September figures showed a weaker than expected 1.6pc rise in output over the month, leaving production still almost 8pc below pre-pandemic levels. 

Economists warned that its industrial sector represented Germany’s “only hope” of avoiding a renewed slump following the nation’s move into a month-long partial lockdown this week with bars, restaurants, gyms, cinemas and theatres all closed.

Chancellor Angela Merkel has warned of a “long, hard winter”.

Although bright spots included a 10pc rise in car production - Germany’s biggest manufacturing sector - during September, the overall rise was well below the 2.7pc forecast.

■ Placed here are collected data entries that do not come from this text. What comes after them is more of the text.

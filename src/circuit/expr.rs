//! Gate parameter expressions.
//!
//! Grammar, lowest precedence first:
//!
//! ```text
//! expr   := term (('+' | '-') term)*
//! term   := unary (('*' | '/') unary)*
//! unary  := '-' unary | '+' unary | atom
//! atom   := number | 'pi' | '(' expr ')'
//! ```

use std::f64::consts::PI;
use std::iter::Peekable;
use std::str::Chars;
use thiserror::Error;

/// Deepest nesting of parentheses and unary signs accepted.
pub const MAX_DEPTH: usize = 256;

#[derive(Debug, Clone, PartialEq, Error)]
pub enum ExprError {
    #[error("unexpected character '{0}' in expression")]
    UnexpectedChar(char),

    #[error("unexpected end of expression")]
    UnexpectedEnd,

    #[error("invalid number '{0}'")]
    InvalidNumber(String),

    #[error("unknown identifier '{0}'")]
    UnknownIdentifier(String),

    #[error("trailing input after expression")]
    Trailing,

    #[error("expression nested too deeply")]
    TooDeep,
}

/// Evaluate `input` to a number. `pi` is the only constant.
pub fn evaluate(input: &str) -> Result<f64, ExprError> {
    let mut parser = Parser {
        chars: input.chars().peekable(),
        depth: 0,
    };
    let value = parser.expr()?;
    parser.skip_whitespace();
    if parser.chars.peek().is_some() {
        return Err(ExprError::Trailing);
    }
    Ok(value)
}

struct Parser<'a> {
    chars: Peekable<Chars<'a>>,
    depth: usize,
}

impl Parser<'_> {
    fn nested(&mut self, parse: fn(&mut Self) -> Result<f64, ExprError>) -> Result<f64, ExprError> {
        if self.depth >= MAX_DEPTH {
            return Err(ExprError::TooDeep);
        }
        self.depth += 1;
        let value = parse(self);
        self.depth -= 1;
        value
    }

    fn skip_whitespace(&mut self) {
        while self.chars.next_if(|c| c.is_whitespace()).is_some() {}
    }

    fn peek(&mut self) -> Option<char> {
        self.skip_whitespace();
        self.chars.peek().copied()
    }

    fn expr(&mut self) -> Result<f64, ExprError> {
        let mut value = self.term()?;
        while let Some(op @ ('+' | '-')) = self.peek() {
            self.chars.next();
            let rhs = self.term()?;
            value = if op == '+' { value + rhs } else { value - rhs };
        }
        Ok(value)
    }

    fn term(&mut self) -> Result<f64, ExprError> {
        let mut value = self.unary()?;
        while let Some(op @ ('*' | '/')) = self.peek() {
            self.chars.next();
            let rhs = self.unary()?;
            value = if op == '*' { value * rhs } else { value / rhs };
        }
        Ok(value)
    }

    fn unary(&mut self) -> Result<f64, ExprError> {
        match self.peek() {
            Some('-') => {
                self.chars.next();
                Ok(-self.nested(Self::unary)?)
            }
            Some('+') => {
                self.chars.next();
                self.nested(Self::unary)
            }
            _ => self.atom(),
        }
    }

    fn atom(&mut self) -> Result<f64, ExprError> {
        match self.peek() {
            Some('(') => {
                self.chars.next();
                let value = self.nested(Self::expr)?;
                match self.peek() {
                    Some(')') => {
                        self.chars.next();
                        Ok(value)
                    }
                    Some(c) => Err(ExprError::UnexpectedChar(c)),
                    None => Err(ExprError::UnexpectedEnd),
                }
            }
            Some(c) if c.is_ascii_digit() || c == '.' => self.number(),
            Some(c) if c.is_ascii_alphabetic() || c == '_' => {
                let mut ident = String::new();
                while let Some(c) = self.chars.next_if(|c| c.is_ascii_alphanumeric() || *c == '_') {
                    ident.push(c);
                }
                match ident.as_str() {
                    "pi" => Ok(PI),
                    _ => Err(ExprError::UnknownIdentifier(ident)),
                }
            }
            Some(c) => Err(ExprError::UnexpectedChar(c)),
            None => Err(ExprError::UnexpectedEnd),
        }
    }

    fn number(&mut self) -> Result<f64, ExprError> {
        let mut text = String::new();
        while let Some(c) = self.chars.next_if(|c| c.is_ascii_digit() || *c == '.') {
            text.push(c);
        }
        if let Some(e) = self.chars.next_if(|c| *c == 'e' || *c == 'E') {
            text.push(e);
            if let Some(sign) = self.chars.next_if(|c| *c == '+' || *c == '-') {
                text.push(sign);
            }
            while let Some(c) = self.chars.next_if(|c| c.is_ascii_digit()) {
                text.push(c);
            }
        }
        text.parse().map_err(|_| ExprError::InvalidNumber(text))
    }
}

#[cfg(test)]
mod tests {
    use super::*;

    #[test]
    fn test_numbers() {
        assert_eq!(evaluate("3"), Ok(3.0));
        assert_eq!(evaluate(" 0.25 "), Ok(0.25));
        assert_eq!(evaluate("1e-3"), Ok(0.001));
    }

    #[test]
    fn test_pi_and_precedence() {
        assert_eq!(evaluate("pi"), Ok(PI));
        assert_eq!(evaluate("pi/2"), Ok(PI / 2.0));
        assert_eq!(evaluate("1 + 2 * 3"), Ok(7.0));
        assert_eq!(evaluate("(1 + 2) * 3"), Ok(9.0));
        assert_eq!(evaluate("-pi/4"), Ok(-PI / 4.0));
        assert_eq!(evaluate("-(1 - 3)"), Ok(2.0));
        assert_eq!(evaluate("3*pi/4"), Ok(3.0 * PI / 4.0));
    }

    #[test]
    fn test_errors() {
        assert_eq!(evaluate(""), Err(ExprError::UnexpectedEnd));
        assert_eq!(evaluate("(1"), Err(ExprError::UnexpectedEnd));
        assert_eq!(evaluate("1 2"), Err(ExprError::Trailing));
        assert_eq!(evaluate("tau"), Err(ExprError::UnknownIdentifier("tau".to_string())));
        assert_eq!(evaluate("1 ^ 2"), Err(ExprError::Trailing));
        assert_eq!(evaluate("* 2"), Err(ExprError::UnexpectedChar('*')));
        assert!(matches!(evaluate("1.2.3"), Err(ExprError::InvalidNumber(_))));
    }

    #[test]
    fn test_nesting_limit() {
        let parens = format!("{}1{}", "(".repeat(MAX_DEPTH), ")".repeat(MAX_DEPTH));
        assert_eq!(evaluate(&parens), Ok(1.0));

        let too_deep = format!("{}1{}", "(".repeat(100_000), ")".repeat(100_000));
        assert_eq!(evaluate(&too_deep), Err(ExprError::TooDeep));

        let signs = format!("{}1", "-".repeat(100_000));
        assert_eq!(evaluate(&signs), Err(ExprError::TooDeep));
    }
}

Survey evidence of a first decline in services activity for four months during October this week also underlined the pressure on manufacturers.

The closely watched business survey of German industry by the Ifo Institute offered some comfort on Friday as it signalled the majority of firms were planning to expand production in the months ahead. 

But the pace has slowed and Ifo economist Klaus Wohlrabe said: “It remains to be seen to what extent the current corona restrictions will affect industry.”

Carsten Brzeski, European economist at ING Bank, said industry was “the German economy’s only hope to possibly still avoid a contraction”. 

He added: “Despite some weakening, production expectations were still strong in October and order books had quickly filled again after the lifting of the lockdown measures. However, given the sentiment impact from the latest lockdown measures, but also weaker foreign demand as many other eurozone countries have also gone into lockdown again, this positive momentum will in our view not be enough to avoid this double dip for the German economy.”

The German economy grew by a record 8.2pc in the third quarter on higher consumer spending and exports, but an aggressive second wave of infections and a new partial lockdown are now clouding the outlook for the fourth quarter and beyond.